The tutorial is ok....but the game really doesn't teach newer players the real meat & potatoes of playing match of DBD. Knowing how to looping/run killers, when to rescue and heal, when to spread out Gens to avoid a 3 Gen situation.l etc. Then for Killers it can be harder with learning to chase, when to break off chases, pressure gens, how to utilize all the different Killers and their unique abilities. It can be a lot to take in. All of this isn't even taking into consideration Perks and how best to start unlocking them AND how many are indeed, locked behind DLC with a small chance to appear on the Shrine, which requires a huge time commitment to have the Shards to get Perks off of there.
Not to mention having to suggest people watch video guides or matches of DBD players is probably off-putting and requires a fair bit of commitment to a VERY grind game.
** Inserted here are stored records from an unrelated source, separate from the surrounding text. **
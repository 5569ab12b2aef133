//! The simulated viewport and its `WxH` wire form.
//!
//! A viewport travels from the outer page to the embedded page as the single
//! query parameter `viewport=<width>x<height>`. Both tokens must be plain ASCII
//! digits that parse to a positive `u32`; anything else means "no simulation".

use std::fmt;
use std::num::NonZeroU32;
use std::str::FromStr;

use serde::{Deserialize, Serialize};
use url::Url;

use crate::error::ViewframeError;

/// Name of the query parameter carrying the simulated viewport.
pub const VIEWPORT_PARAM: &str = "viewport";

/// Widths up to and including this value are treated as mobile-class.
pub const MOBILE_MAX_WIDTH: u32 = 768;

/// Widths from this value upwards are treated as desktop-class.
pub const DESKTOP_MIN_WIDTH: u32 = 1920;

/// The size an embedded page is made to believe it renders at.
#[derive(Debug, Clone, Copy, PartialEq, Eq, Hash, Serialize, Deserialize)]
pub struct SimulatedViewport {
    width: NonZeroU32,
    height: NonZeroU32,
}

impl SimulatedViewport {
    /// Returns `None` if either dimension is zero.
    pub fn new(width: u32, height: u32) -> Option<Self> {
        Some(Self {
            width: NonZeroU32::new(width)?,
            height: NonZeroU32::new(height)?,
        })
    }

    pub fn width(&self) -> u32 {
        self.width.get()
    }

    pub fn height(&self) -> u32 {
        self.height.get()
    }

    pub fn band(&self) -> ViewportBand {
        ViewportBand::of_width(self.width())
    }

    /// Parses the `WxH` form, returning `None` for anything malformed.
    pub fn parse(value: &str) -> Option<Self> {
        let (width, height) = value.split_once('x')?;
        Self::new(parse_dimension(width)?, parse_dimension(height)?)
    }

    /// Reads the `viewport` parameter from a query string (with or without the
    /// leading `?`).
    ///
    /// The first `viewport` pair decides; a malformed first value is not
    /// rescued by a later one.
    pub fn from_query(query: &str) -> Option<Self> {
        let query = query.strip_prefix('?').unwrap_or(query);
        let (_, value) = url::form_urlencoded::parse(query.as_bytes())
            .find(|(key, _)| key == VIEWPORT_PARAM)?;
        Self::parse(&value)
    }

    /// Reads the `viewport` parameter from a document location.
    pub fn from_url(url: &Url) -> Option<Self> {
        url.query().and_then(Self::from_query)
    }

    /// The `viewport=WxH` query pair.
    pub fn query_pair(&self) -> String {
        format!("{}={}", VIEWPORT_PARAM, self)
    }
}

fn parse_dimension(token: &str) -> Option<u32> {
    if token.is_empty() || !token.bytes().all(|b| b.is_ascii_digit()) {
        return None;
    }
    token.parse().ok()
}

impl fmt::Display for SimulatedViewport {
    fn fmt(&self, f: &mut fmt::Formatter<'_>) -> fmt::Result {
        write!(f, "{}x{}", self.width, self.height)
    }
}

impl FromStr for SimulatedViewport {
    type Err = ViewframeError;

    fn from_str(s: &str) -> Result<Self, Self::Err> {
        Self::parse(s).ok_or_else(|| ViewframeError::InvalidViewport(s.to_string()))
    }
}

impl TryFrom<(u32, u32)> for SimulatedViewport {
    type Error = ViewframeError;

    fn try_from((width, height): (u32, u32)) -> Result<Self, Self::Error> {
        Self::new(width, height)
            .ok_or_else(|| ViewframeError::InvalidViewport(format!("{}x{}", width, height)))
    }
}

/// Device class of a simulated width.
///
/// The bands are mutually exclusive: `Mobile` is `width <= 768`, `Desktop` is
/// `width >= 1920` and everything in between is `Standard`.
#[derive(Debug, Clone, Copy, PartialEq, Eq, Hash, Serialize, Deserialize)]
pub enum ViewportBand {
    Mobile,
    Standard,
    Desktop,
}

impl ViewportBand {
    pub fn of_width(width: u32) -> Self {
        if width <= MOBILE_MAX_WIDTH {
            ViewportBand::Mobile
        } else if width >= DESKTOP_MIN_WIDTH {
            ViewportBand::Desktop
        } else {
            ViewportBand::Standard
        }
    }

    pub fn initial_scale(&self) -> &'static str {
        match self {
            ViewportBand::Desktop => "0.8",
            ViewportBand::Mobile | ViewportBand::Standard => "1.0",
        }
    }

    pub fn user_scalable(&self) -> bool {
        !matches!(self, ViewportBand::Standard)
    }
}

/// Content of the `<meta name="viewport">` directive for a simulated viewport.
pub fn meta_content(viewport: &SimulatedViewport) -> String {
    let band = viewport.band();
    let mut content = format!(
        "width={}, initial-scale={}",
        viewport.width(),
        band.initial_scale()
    );
    if band.user_scalable() {
        content.push_str(", user-scalable=yes");
    }
    content
}
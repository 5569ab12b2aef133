use std::io;
use std::time::Duration;

use chromiumoxide::error::CdpError;
use thiserror::Error;

pub type Result<T, E = ViewframeError> = std::result::Result<T, E>;

#[derive(Debug, Error)]
pub enum ViewframeError {
    #[error("{0}")]
    Cdp(#[from] CdpError),
    #[error("{0}")]
    Url(#[from] url::ParseError),
    #[error("{0}")]
    Serde(#[from] serde_json::Error),
    #[error("{0}")]
    Io(#[from] io::Error),
    /// A caller supplied size or `WxH` value that is not a positive viewport
    #[error("invalid viewport: {0}")]
    InvalidViewport(String),
    /// A new frame was requested without a name or without a link
    #[error("a viewframe needs a name and a link")]
    IncompleteFrame,
    #[error("{0}")]
    Config(String),
    #[error("page did not finish loading within {0:?}")]
    Timeout(Duration),
    #[error("page failed to load: {0}")]
    LoadFailed(String),
    /// The frame is still waiting for its load notification
    #[error("page is still loading")]
    NotLoaded,
}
Either the new player LOVES Horror Mobies and can get behind all the IPs BHVR has here, they like the gameplay enough, have friends that they can play with to alleviate the passage of time & grind. OR they're gonna drop the game after a short while because they keep being stuck with few Perks and options for their character and see the huge mountain of grind to even have the options to trinker with playstyles & strategies.
Heck, I'm a veteran player, having joined when Clown was just added and around the old Summer BBQ Event, who's played for years and unlocked plenty of Perks & characters. I took about a year, almost 2 year break and coming back, there is SO much catch-up for me to do...I can't imagine starting out brand new right now.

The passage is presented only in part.